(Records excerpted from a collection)
****************************************
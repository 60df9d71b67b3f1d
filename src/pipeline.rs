//! Chapter generation pipeline.
//!
//! Coordinates the entire process from URL resolution to validated chapters:
//! resolve -> fetch transcript -> encode -> compile prompt -> generate ->
//! validate. Each step blocks on the previous one; there are no internal
//! retries, and a failed step fails the invocation.

use crate::chapters::{
    compile_prompt, encode_transcript, validate_response, ChapterList, PromptOptions,
    ValidationRules,
};
use crate::config::Settings;
use crate::error::Result;
use crate::llm::{GeminiClient, TextGenerator};
use crate::transcript_source::{resolve_video_id, TranscriptSource, YoutubeTranscripts};
use std::sync::Arc;
use tracing::{info, instrument, warn};

/// Relative path the compiled prompt is dumped to when enabled.
pub const PROMPT_DUMP_PATH: &str = "kapitler_prompt.txt";

/// Result of one pipeline invocation.
#[derive(Debug, Clone)]
pub enum ChapterOutcome {
    /// The validated chapter list.
    Chapters(ChapterList),
    /// The model's reply as-is, when validation was explicitly bypassed.
    Raw(String),
}

/// The main pipeline for chapter generation.
///
/// Stateless across invocations; concurrent runs must each construct their
/// own pipeline.
pub struct ChapterPipeline {
    settings: Settings,
    source: Arc<dyn TranscriptSource>,
    generator: Arc<dyn TextGenerator>,
    raw_passthrough: bool,
}

impl ChapterPipeline {
    /// Create a pipeline with the default YouTube source and Gemini client.
    pub fn new(settings: Settings) -> Result<Self> {
        settings.validate()?;

        let source = Arc::new(YoutubeTranscripts::new());
        let generator = Arc::new(GeminiClient::new(&settings.gemini)?);

        Ok(Self {
            settings,
            source,
            generator,
            raw_passthrough: false,
        })
    }

    /// Create a pipeline with custom adapters (used by tests and embedders).
    pub fn with_components(
        settings: Settings,
        source: Arc<dyn TranscriptSource>,
        generator: Arc<dyn TextGenerator>,
    ) -> Result<Self> {
        settings.validate()?;

        Ok(Self {
            settings,
            source,
            generator,
            raw_passthrough: false,
        })
    }

    /// Skip validation and return the model's reply untouched.
    ///
    /// Off by default: the prompt's ordering and spacing rules are
    /// aspirational until the validator has checked them.
    pub fn with_raw_passthrough(mut self, raw: bool) -> Self {
        self.raw_passthrough = raw;
        self
    }

    /// Get the settings.
    pub fn settings(&self) -> &Settings {
        &self.settings
    }

    /// Run the pipeline for one video URL.
    #[instrument(skip(self), fields(video_url = %video_url))]
    pub async fn run(&self, video_url: &str) -> Result<ChapterOutcome> {
        let video_id = resolve_video_id(video_url)?;
        info!("Resolved video ID {}", video_id);

        let segments = self.source.fetch_transcript(&video_id).await?;
        info!("Fetched {} transcript segments", segments.len());

        let encoded = encode_transcript(&segments);

        let prompt_options = PromptOptions {
            policy: self.settings.chaptering.policy,
            target_chapter_count: self.settings.chaptering.target_chapter_count,
            min_gap_seconds: self.settings.chaptering.min_gap_seconds,
        };
        let prompt = compile_prompt(&encoded, &prompt_options);

        if self.settings.chaptering.dump_prompt {
            // Best effort: a failed dump must not abort the run.
            match std::fs::write(PROMPT_DUMP_PATH, &prompt) {
                Ok(()) => info!("Wrote compiled prompt to {}", PROMPT_DUMP_PATH),
                Err(e) => warn!("Failed to write {}: {}", PROMPT_DUMP_PATH, e),
            }
        }

        let response = self.generator.generate(&prompt).await?;
        info!("Received {} response bytes", response.len());

        if self.raw_passthrough {
            return Ok(ChapterOutcome::Raw(response));
        }

        let rules = ValidationRules {
            min_gap_seconds: self.settings.chaptering.min_gap_seconds,
            strictness: self.settings.chaptering.strictness,
        };
        let list = validate_response(&response, &rules)?;

        if list.dropped_lines > 0 {
            warn!(
                "Dropped {} unparsable response lines in lenient mode",
                list.dropped_lines
            );
        }
        info!("Validated {} chapters", list.chapters.len());

        Ok(ChapterOutcome::Chapters(list))
    }
}

#[cfg(test)]
mod tests {
    use super::*;
    use crate::chapters::{Strictness, ValidationError};
    use crate::error::KapitlerError;
    use crate::transcript_source::TranscriptSegment;
    use async_trait::async_trait;

    struct FixedSource(Vec<TranscriptSegment>);

    #[async_trait]
    impl TranscriptSource for FixedSource {
        async fn fetch_transcript(&self, _video_id: &str) -> Result<Vec<TranscriptSegment>> {
            Ok(self.0.clone())
        }
    }

    struct FixedGenerator(String);

    #[async_trait]
    impl TextGenerator for FixedGenerator {
        async fn generate(&self, _prompt: &str) -> Result<String> {
            Ok(self.0.clone())
        }
    }

    fn sample_segments() -> Vec<TranscriptSegment> {
        vec![
            TranscriptSegment {
                start_seconds: 0.0,
                text: "welcome everyone".to_string(),
            },
            TranscriptSegment {
                start_seconds: 42.0,
                text: "let's talk about parsing".to_string(),
            },
        ]
    }

    fn pipeline_with(response: &str, settings: Settings) -> ChapterPipeline {
        ChapterPipeline::with_components(
            settings,
            Arc::new(FixedSource(sample_segments())),
            Arc::new(FixedGenerator(response.to_string())),
        )
        .unwrap()
    }

    #[tokio::test]
    async fn test_run_returns_validated_chapters() {
        let pipeline = pipeline_with("00:00 Welcome\n00:42 Parsing", Settings::default());

        let outcome = pipeline.run("https://youtu.be/dQw4w9WgXcQ").await.unwrap();
        let ChapterOutcome::Chapters(list) = outcome else {
            panic!("expected chapters");
        };
        assert_eq!(list.chapters.len(), 2);
        assert_eq!(list.chapters[1].start_seconds, 42);
    }

    #[tokio::test]
    async fn test_run_rejects_contract_violations() {
        let pipeline = pipeline_with("00:10 Late Start\n00:42 Parsing", Settings::default());

        let err = pipeline.run("https://youtu.be/dQw4w9WgXcQ").await.unwrap_err();
        assert!(matches!(
            err,
            KapitlerError::Validation(ValidationError::MissingLeadingChapter { .. })
        ));
    }

    #[tokio::test]
    async fn test_raw_passthrough_skips_validation() {
        let pipeline = pipeline_with("anything goes here", Settings::default())
            .with_raw_passthrough(true);

        let outcome = pipeline.run("https://youtu.be/dQw4w9WgXcQ").await.unwrap();
        let ChapterOutcome::Raw(text) = outcome else {
            panic!("expected raw outcome");
        };
        assert_eq!(text, "anything goes here");
    }

    #[tokio::test]
    async fn test_lenient_mode_flows_through() {
        let mut settings = Settings::default();
        settings.chaptering.strictness = Strictness::Lenient;
        let pipeline = pipeline_with("Sure! Here you go:\n00:00 Welcome\n00:42 Parsing", settings);

        let outcome = pipeline.run("https://youtu.be/dQw4w9WgXcQ").await.unwrap();
        let ChapterOutcome::Chapters(list) = outcome else {
            panic!("expected chapters");
        };
        assert_eq!(list.chapters.len(), 2);
        assert_eq!(list.dropped_lines, 1);
    }

    #[tokio::test]
    async fn test_empty_transcript_does_not_crash() {
        let pipeline = ChapterPipeline::with_components(
            Settings::default(),
            Arc::new(FixedSource(Vec::new())),
            Arc::new(FixedGenerator("00:00 Whole Video".to_string())),
        )
        .unwrap();

        let outcome = pipeline.run("https://youtu.be/dQw4w9WgXcQ").await.unwrap();
        let ChapterOutcome::Chapters(list) = outcome else {
            panic!("expected chapters");
        };
        assert_eq!(list.chapters.len(), 1);
    }

    #[tokio::test]
    async fn test_invalid_url_fails_before_any_network_step() {
        let pipeline = pipeline_with("00:00 Unused", Settings::default());
        let err = pipeline.run("https://example.com/video").await.unwrap_err();
        assert!(matches!(err, KapitlerError::InvalidUrl(_)));
    }
}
****************************************
> _Exercise_
Only one stretch of the entries above is wanted: the lines from the one containing "pub fn settings(&self)" through the one containing "pub async fn". Please reproduce it exactly.

> _Response for this exercise_
    pub fn settings(&self) -> &Settings {
        &self.settings
    }

    /// Run the pipeline for one video URL.
    #[instrument(skip(self), fields(video_url = %video_url))]
    pub async fn run(&self, video_url: &str) -> Result<ChapterOutcome> {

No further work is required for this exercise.